→ WHAT YOU NEED TO DO: Retype all of the data. Every line must match exactly.

→ TASK DATA:
↓

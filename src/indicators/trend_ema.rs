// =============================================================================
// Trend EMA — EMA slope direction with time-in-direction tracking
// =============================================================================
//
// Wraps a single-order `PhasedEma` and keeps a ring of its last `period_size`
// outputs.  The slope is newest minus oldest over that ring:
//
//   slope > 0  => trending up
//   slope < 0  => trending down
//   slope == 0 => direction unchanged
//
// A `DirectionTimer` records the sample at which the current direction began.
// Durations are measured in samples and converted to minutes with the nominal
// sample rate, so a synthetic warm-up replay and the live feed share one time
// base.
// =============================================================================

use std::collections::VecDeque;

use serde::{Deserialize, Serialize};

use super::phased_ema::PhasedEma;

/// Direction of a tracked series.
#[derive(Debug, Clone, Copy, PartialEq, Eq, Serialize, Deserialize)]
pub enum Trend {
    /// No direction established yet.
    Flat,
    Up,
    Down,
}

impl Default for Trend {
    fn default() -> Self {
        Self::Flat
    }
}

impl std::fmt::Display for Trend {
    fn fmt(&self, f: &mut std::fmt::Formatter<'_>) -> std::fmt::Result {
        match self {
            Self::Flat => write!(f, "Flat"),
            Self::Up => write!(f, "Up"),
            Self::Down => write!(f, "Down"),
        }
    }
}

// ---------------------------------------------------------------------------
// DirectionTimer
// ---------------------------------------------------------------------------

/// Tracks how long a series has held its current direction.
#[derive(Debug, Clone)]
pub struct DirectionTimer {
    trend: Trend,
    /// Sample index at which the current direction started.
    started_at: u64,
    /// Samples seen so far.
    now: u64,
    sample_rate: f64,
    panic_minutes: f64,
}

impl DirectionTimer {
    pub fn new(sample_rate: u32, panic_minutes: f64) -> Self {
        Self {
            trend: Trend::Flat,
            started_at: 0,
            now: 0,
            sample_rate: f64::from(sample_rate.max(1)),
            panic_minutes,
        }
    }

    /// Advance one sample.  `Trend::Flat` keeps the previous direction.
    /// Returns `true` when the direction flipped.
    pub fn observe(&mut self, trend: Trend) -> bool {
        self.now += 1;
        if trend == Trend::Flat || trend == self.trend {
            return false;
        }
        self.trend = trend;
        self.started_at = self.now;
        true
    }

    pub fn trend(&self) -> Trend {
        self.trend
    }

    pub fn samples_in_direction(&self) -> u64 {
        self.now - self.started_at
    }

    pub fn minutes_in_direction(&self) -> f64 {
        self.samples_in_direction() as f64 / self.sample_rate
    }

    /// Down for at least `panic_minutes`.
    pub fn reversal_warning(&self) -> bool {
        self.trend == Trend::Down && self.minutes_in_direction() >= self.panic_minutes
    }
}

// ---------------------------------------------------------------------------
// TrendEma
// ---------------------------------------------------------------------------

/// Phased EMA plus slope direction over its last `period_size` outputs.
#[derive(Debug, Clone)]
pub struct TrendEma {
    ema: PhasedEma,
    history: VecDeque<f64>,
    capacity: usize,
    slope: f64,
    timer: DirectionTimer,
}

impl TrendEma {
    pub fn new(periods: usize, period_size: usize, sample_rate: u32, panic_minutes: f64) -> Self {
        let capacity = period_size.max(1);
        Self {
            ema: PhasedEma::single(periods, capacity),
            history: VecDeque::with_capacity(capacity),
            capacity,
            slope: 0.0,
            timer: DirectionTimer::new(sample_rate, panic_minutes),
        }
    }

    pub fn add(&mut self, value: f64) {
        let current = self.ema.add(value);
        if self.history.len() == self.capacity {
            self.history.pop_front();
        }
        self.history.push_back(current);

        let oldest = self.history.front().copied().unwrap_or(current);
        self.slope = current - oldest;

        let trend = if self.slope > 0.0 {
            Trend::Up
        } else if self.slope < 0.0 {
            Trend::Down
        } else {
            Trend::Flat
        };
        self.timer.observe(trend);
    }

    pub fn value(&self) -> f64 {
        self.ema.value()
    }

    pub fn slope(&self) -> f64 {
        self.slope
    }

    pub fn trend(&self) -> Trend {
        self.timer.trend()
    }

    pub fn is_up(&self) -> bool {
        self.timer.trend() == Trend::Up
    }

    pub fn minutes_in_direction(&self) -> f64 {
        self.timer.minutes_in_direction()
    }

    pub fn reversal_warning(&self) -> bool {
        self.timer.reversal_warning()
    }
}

↑

→ ANSWER TO THIS PROBLEM:
filename src/indicators/trend_ema.rs
// =============================================================================
// Trend EMA — EMA slope direction with time-in-direction tracking
// =============================================================================
//
// Wraps a single-order `PhasedEma` and keeps a ring of its last `period_size`
// outputs.  The slope is newest minus oldest over that ring:
//
//   slope > 0  => trending up
//   slope < 0  => trending down
//   slope == 0 => direction unchanged
//
// A `DirectionTimer` records the sample at which the current direction began.
// Durations are measured in samples and converted to minutes with the nominal
// sample rate, so a synthetic warm-up replay and the live feed share one time
// base.
// =============================================================================

use std::collections::VecDeque;

use serde::{Deserialize, Serialize};

use super::phased_ema::PhasedEma;

/// Direction of a tracked series.
#[derive(Debug, Clone, Copy, PartialEq, Eq, Serialize, Deserialize)]
pub enum Trend {
    /// No direction established yet.
    Flat,
    Up,
    Down,
}

impl Default for Trend {
    fn default() -> Self {
        Self::Flat
    }
}

impl std::fmt::Display for Trend {
    fn fmt(&self, f: &mut std::fmt::Formatter<'_>) -> std::fmt::Result {
        match self {
            Self::Flat => write!(f, "Flat"),
            Self::Up => write!(f, "Up"),
            Self::Down => write!(f, "Down"),
        }
    }
}

// ---------------------------------------------------------------------------
// DirectionTimer
// ---------------------------------------------------------------------------

/// Tracks how long a series has held its current direction.
#[derive(Debug, Clone)]
pub struct DirectionTimer {
    trend: Trend,
    /// Sample index at which the current direction started.
    started_at: u64,
    /// Samples seen so far.
    now: u64,
    sample_rate: f64,
    panic_minutes: f64,
}

impl DirectionTimer {
    pub fn new(sample_rate: u32, panic_minutes: f64) -> Self {
        Self {
            trend: Trend::Flat,
            started_at: 0,
            now: 0,
            sample_rate: f64::from(sample_rate.max(1)),
            panic_minutes,
        }
    }

    /// Advance one sample.  `Trend::Flat` keeps the previous direction.
    /// Returns `true` when the direction flipped.
    pub fn observe(&mut self, trend: Trend) -> bool {
        self.now += 1;
        if trend == Trend::Flat || trend == self.trend {
            return false;
        }
        self.trend = trend;
        self.started_at = self.now;
        true
    }

    pub fn trend(&self) -> Trend {
        self.trend
    }

    pub fn samples_in_direction(&self) -> u64 {
        self.now - self.started_at
    }

    pub fn minutes_in_direction(&self) -> f64 {
        self.samples_in_direction() as f64 / self.sample_rate
    }

    /// Down for at least `panic_minutes`.
    pub fn reversal_warning(&self) -> bool {
        self.trend == Trend::Down && self.minutes_in_direction() >= self.panic_minutes
    }
}

// ---------------------------------------------------------------------------
// TrendEma
// ---------------------------------------------------------------------------

/// Phased EMA plus slope direction over its last `period_size` outputs.
#[derive(Debug, Clone)]
pub struct TrendEma {
    ema: PhasedEma,
    history: VecDeque<f64>,
    capacity: usize,
    slope: f64,
    timer: DirectionTimer,
}

impl TrendEma {
    pub fn new(periods: usize, period_size: usize, sample_rate: u32, panic_minutes: f64) -> Self {
        let capacity = period_size.max(1);
        Self {
            ema: PhasedEma::single(periods, capacity),
            history: VecDeque::with_capacity(capacity),
            capacity,
            slope: 0.0,
            timer: DirectionTimer::new(sample_rate, panic_minutes),
        }
    }

    pub fn add(&mut self, value: f64) {
        let current = self.ema.add(value);
        if self.history.len() == self.capacity {
            self.history.pop_front();
        }
        self.history.push_back(current);

        let oldest = self.history.front().copied().unwrap_or(current);
        self.slope = current - oldest;

        let trend = if self.slope > 0.0 {
            Trend::Up
        } else if self.slope < 0.0 {
            Trend::Down
        } else {
            Trend::Flat
        };
        self.timer.observe(trend);
    }

    pub fn value(&self) -> f64 {
        self.ema.value()
    }

    pub fn slope(&self) -> f64 {
        self.slope
    }

    pub fn trend(&self) -> Trend {
        self.timer.trend()
    }

    pub fn is_up(&self) -> bool {
        self.timer.trend() == Trend::Up
    }

    pub fn minutes_in_direction(&self) -> f64 {
        self.timer.minutes_in_direction()
    }

    pub fn reversal_warning(&self) -> bool {
        self.timer.reversal_warning()
    }
}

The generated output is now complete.